The image is both bold and secretive, seal and sigil, blunt of message and artful in its old-world, hand-crafted execution. At its center is the stump of a tree, big roots extended like a three-legged beast; on either side are crossed boughs, each leaf in perfect alignment. Ringed around the image in a practical, modern typeface are the words WOODMEN OF THE WORLD MEMORIAL.
Beneath the tree’s roots is a small scroll. More often than not–at least in our harsh climate–the words have been worn away. But if you’re lucky, you’ll find one that still has its Latin inscription clear enough to read: dum tacet clamat, “though silent, he speaks.”
Woodmen of the World grave markers were a new thing to this taphophile until just recently. Sure, any tombstone tourist has tripped over plenty of big granite monuments carved to look like tree trunks, piles of cut wood, or stumps carved with a common surname, sometimes with each limb separately marked for a departed family member. As gravestone fads go, these were a big thing in the 19th Century and the fever lasted well into the 20th. Pretty much any larger cemetery dating from this era will have its share.
But The Woodmen! Not every stump-like grave marker is for a Woodman. In fact, here in the city of Pittsburgh, they seem to be extremely rare. To find one, you’ve got to kiss a lot of lumber-looking frogs.

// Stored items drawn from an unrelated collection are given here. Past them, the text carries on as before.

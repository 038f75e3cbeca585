use std::{
    fs::File,
    io::{self, BufRead, BufReader},
    num::ParseFloatError,
    path::{Path, PathBuf},
};
use thiserror::Error;

#[derive(Error, Debug)]
pub enum ResultError {
    #[error("Failed to read result file {path:?}: {source}")]
    Io {
        path: PathBuf,
        #[source]
        source: io::Error,
    },
    #[error("{path:?}:{line}: expected 4 columns, found {found}")]
    Arity {
        path: PathBuf,
        line: usize,
        found: usize,
    },
    #[error("{path:?}:{line}: {source}")]
    Number {
        path: PathBuf,
        line: usize,
        #[source]
        source: ParseFloatError,
    },
}

/// One row of a calibration catalogue
#[derive(Debug, Clone, Copy, PartialEq)]
pub struct GalaxyRecord {
    pub stellar_mass: f64,
    pub bulge_mass: f64,
    pub bh_mass: f64,
    pub hi_mass: f64,
}

/// Read a catalogue: one header line, then whitespace separated rows
pub fn read_catalogue(path: &Path) -> Result<Vec<GalaxyRecord>, ResultError> {
    let io_error = |source| ResultError::Io {
        path: path.to_path_buf(),
        source,
    };
    let reader = BufReader::new(File::open(path).map_err(io_error)?);
    let mut galaxies = Vec::new();

    for (index, line) in reader.lines().enumerate().skip(1) {
        let line = line.map_err(io_error)?;

        if line.trim().is_empty() {
            continue;
        }

        galaxies.push(parse_record(&line).map_err(|error| error.at(path, index + 1))?);
    }

    Ok(galaxies)
}

enum RowError {
    Arity(usize),
    Number(ParseFloatError),
}

impl RowError {
    fn at(self, path: &Path, line: usize) -> ResultError {
        let path = path.to_path_buf();

        match self {
            Self::Arity(found) => ResultError::Arity { path, line, found },
            Self::Number(source) => ResultError::Number { path, line, source },
        }
    }
}

fn parse_record(line: &str) -> Result<GalaxyRecord, RowError> {
    let values = line
        .split_whitespace()
        .map(str::parse::<f64>)
        .collect::<Result<Vec<_>, _>>()
        .map_err(RowError::Number)?;

    match values[..] {
        [stellar_mass, bulge_mass, bh_mass, hi_mass] => Ok(GalaxyRecord {
            stellar_mass,
            bulge_mass,
            bh_mass,
            hi_mass,
        }),
        _ => Err(RowError::Arity(values.len())),
    }
}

Woodmen markers will have that impressive insignia bearing the organization’s name or the dum tacet clamat phrase. Each will almost certainly date within the 30-ish year period from the 1890s to the 1920s.
Annette Stott, professor of art history at The University of Denver, seems to be the authority on Woodmen gravestones. Her article “The Woodmen of the World Monument Program,”(Markers XX: Annual Journal of the Association for Gravestone Studies, 2003) is a great introduction to the relatively short history of Woodmen of the World’s (WOW) membership/insurance policy-gets-you-a-free-gravestone program.

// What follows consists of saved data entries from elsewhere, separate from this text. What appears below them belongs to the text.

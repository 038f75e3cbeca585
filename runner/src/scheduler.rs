
use crate::{
    executors::{CommandExecutor, ExecutorError, JobCommand},
    queue::{OracleError, QueueOracle},
};
use std::{collections::VecDeque, thread, time::Duration};
use thiserror::Error;
use tracing::{debug, error, info, instrument};

#[derive(Error, Debug)]
pub enum SchedulerError {
    #[error("Failed to query the queue: {0}")]
    Oracle(#[from] OracleError),
    #[error("Failed to submit a job: {0}")]
    Launch(#[from] ExecutorError),
}

/// A single submittable unit of work
#[derive(Clone, Debug, PartialEq, Eq)]
pub struct Job {
    /// human readable identification, only used for logging
    pub label: String,
    pub command: JobCommand,
}

/// Only suspension point of the scheduler, swapped out in tests
pub trait Sleeper {
    fn sleep(&self, duration: Duration);
}

#[derive(Debug, Default, Clone, Copy)]
pub struct ThreadSleeper;

impl Sleeper for ThreadSleeper {
    fn sleep(&self, duration: Duration) {
        thread::sleep(duration)
    }
}

#[derive(Debug, Clone, Copy, PartialEq, Eq)]
pub struct Throttle {
    /// ceiling for queued + running jobs carrying our tag
    pub max_concurrent: usize,
    /// pause between two queue polls
    pub interval: Duration,
}

#[derive(Debug, Default)]
pub struct ScheduleReport {
    /// number of jobs handed to the queue per round, including empty rounds
    pub rounds: Vec<usize>,
    pub submitted: usize,
    /// jobs whose submit command exited non-zero, they are not retried
    pub failed: Vec<Job>,
    pub polls: usize,
}

/// Submit `jobs` without exceeding `throttle.max_concurrent` live jobs and
/// block until the oracle reports an empty queue.
///
/// `on_drain` is called once, after the last submission and before the
/// first drain poll.
pub fn run_jobs(
    jobs: Vec<Job>,
    throttle: Throttle,
    executor: &dyn CommandExecutor,
    oracle: &dyn QueueOracle,
    sleeper: &dyn Sleeper,
    on_drain: &dyn Fn(),
) -> Result<ScheduleReport, SchedulerError> {
    let mut report = submit_all(jobs, throttle, executor, oracle, sleeper)?;
    on_drain();
    drain(throttle.interval, oracle, sleeper, &mut report)?;

    Ok(report)
}

/// Hand every job to the queue, at most as many per round as the oracle
/// leaves slots free.
///
/// The number of free slots is recomputed from the oracle on every round,
/// so jobs finishing early or jobs submitted by someone else under the same
/// tag are accounted for. A ceiling of zero never submits anything and
/// loops forever, callers have to reject it beforehand.
#[instrument(skip_all, fields(jobs = jobs.len(), max_concurrent = throttle.max_concurrent))]
fn submit_all(
    jobs: Vec<Job>,
    throttle: Throttle,
    executor: &dyn CommandExecutor,
    oracle: &dyn QueueOracle,
    sleeper: &dyn Sleeper,
) -> Result<ScheduleReport, SchedulerError> {
    info!(
        "Scheduling {} jobs with maximum concurrency {}",
        jobs.len(),
        throttle.max_concurrent
    );

    let mut report = ScheduleReport::default();
    let mut pending = VecDeque::from(jobs);

    while !pending.is_empty() {
        let live = oracle.count_live_jobs()?;
        report.polls += 1;

        let slots = throttle.max_concurrent.saturating_sub(live);
        let batch = pending
            .drain(..slots.min(pending.len()))
            .collect::<Vec<_>>();

        info!("Submitting {} jobs, {} remaining", batch.len(), pending.len());
        report.rounds.push(batch.len());

        for job in batch {
            submit(job, executor, &mut report)?;
        }

        if !pending.is_empty() {
            sleeper.sleep(throttle.interval);
        }
    }

    info!(
        submitted = report.submitted,
        failed = report.failed.len(),
        "Everything has been submitted"
    );

    Ok(report)
}

/// Block until the oracle reports no live jobs, polling every `interval`
#[instrument(skip_all)]
fn drain(
    interval: Duration,
    oracle: &dyn QueueOracle,
    sleeper: &dyn Sleeper,
    report: &mut ScheduleReport,
) -> Result<(), SchedulerError> {
    info!("Waiting for the queue to drain");

    loop {
        let live = oracle.count_live_jobs()?;
        report.polls += 1;

        if live == 0 {
            break;
        }

        debug!(live, "Queue not drained yet");
        sleeper.sleep(interval);
    }

    info!("Queue drained");

    Ok(())
}

fn submit(
    job: Job,
    executor: &dyn CommandExecutor,
    report: &mut ScheduleReport,
) -> Result<(), SchedulerError> {
    let output = executor.execute(&job.command)?;

    if output.success() {
        debug!(job = %job.label, "Submitted");
        report.submitted += 1;
    } else {
        error!(
            job = %job.label,
            command = %job.command,
            status = output.status,
            stdout = %output.stdout_lossy(),
            stderr = %output.stderr_lossy(),
            "Error when submitting job, it will not be retried"
        );
        report.failed.push(job);
    }

    Ok(())
}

Stott was writing from Colorado, which is perhaps not coincidentally where the Woodmen–a secretive, fraternal order in the mold of Freemasons and Odd Fellows–were founded in 1883. (WOW headquarters moved to Omaha, known as the “Sovereign Camp,” in 1890. The insurance side of the business–rebranded as “Woodmen Life“–persists to this day.) She describes a very particular couple of styles for the monuments the Woodmen initially offered to supply their beneficiary members in good standing upon death.

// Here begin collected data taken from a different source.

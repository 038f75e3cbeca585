mod system;

pub use system::SystemExecutor;

use std::{ffi::OsString, fmt, io};
use thiserror::Error;

#[derive(Error, Debug)]
pub enum ExecutorError {
    #[error("Failed to launch `{command}`: {source}")]
    Launch {
        command: JobCommand,
        #[source]
        source: io::Error,
    },
}

/// An external program together with its arguments
#[derive(Clone, Debug, PartialEq, Eq)]
pub struct JobCommand {
    pub program: OsString,
    pub args: Vec<OsString>,
}

impl JobCommand {
    pub fn new(program: impl Into<OsString>) -> Self {
        Self {
            program: program.into(),
            args: Vec::new(),
        }
    }

    pub fn arg(mut self, arg: impl Into<OsString>) -> Self {
        self.args.push(arg.into());
        self
    }
}

impl fmt::Display for JobCommand {
    fn fmt(&self, f: &mut fmt::Formatter<'_>) -> fmt::Result {
        write!(f, "{}", self.program.to_string_lossy())?;

        for arg in self.args.iter() {
            write!(f, " {}", arg.to_string_lossy())?;
        }

        Ok(())
    }
}

/// everything a finished child process left behind
#[derive(Debug, Clone)]
pub struct CommandOutput {
    pub stdout: Vec<u8>,
    pub stderr: Vec<u8>,
    pub status: i32,
}

impl CommandOutput {
    pub fn success(&self) -> bool {
        self.status == 0
    }

    pub fn stdout_lossy(&self) -> String {
        String::from_utf8_lossy(&self.stdout).into_owned()
    }

    pub fn stderr_lossy(&self) -> String {
        String::from_utf8_lossy(&self.stderr).into_owned()
    }
}

/// Runs a command to completion and captures both output streams.
///
/// A command that could not be started at all is an `ExecutorError::Launch`,
/// a command that started and exited non-zero is an `Ok` with a non-zero status.
pub trait CommandExecutor {
    fn execute(&self, command: &JobCommand) -> Result<CommandOutput, ExecutorError>;
}

impl<T: CommandExecutor + ?Sized> CommandExecutor for &T {
    fn execute(&self, command: &JobCommand) -> Result<CommandOutput, ExecutorError> {
        (**self).execute(command)
    }
}

impl<T: CommandExecutor + ?Sized> CommandExecutor for Box<T> {
    fn execute(&self, command: &JobCommand) -> Result<CommandOutput, ExecutorError> {
        (**self).execute(command)
    }
}

#[cfg(test)]
mod tests {
    use super::JobCommand;

    #[test]
    fn display_joins_program_and_arguments() {
        let command = JobCommand::new("qsub").arg("-hard").arg("/tmp/run.csh");

        assert_eq!(command.to_string(), "qsub -hard /tmp/run.csh");
    }
}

When and how the Woodmen spread east is unclear, but they sure found a lot of takers in the Mon Valley. I’ve had a devil of a time locating any WOW stones in all of my hundreds of walks through giant Allegheny Cemetery; exactly one found (so far) in equally huge Homewood Cemetery. (Though I haven’t put in the same amount of time there.)
But Dravosburg–WOWza yowza! Richland Cemetery, just uphill from the bridge to McKeesport, has dozens of Woodmen monuments. There are so many in this medium-sized memorial park that at a certain point, your author just stopped looking. You can’t bag them all and I had a cookout to get to.
Stumped
Stott describes the two original designs offered by the Woodmen program as “a six-and-a-half-foot monument consisting of a shaft surmounted by a draped urn … or a seven-and-a-half-foot tree trunk with the Woodmen of the World emblems carved in high relief.”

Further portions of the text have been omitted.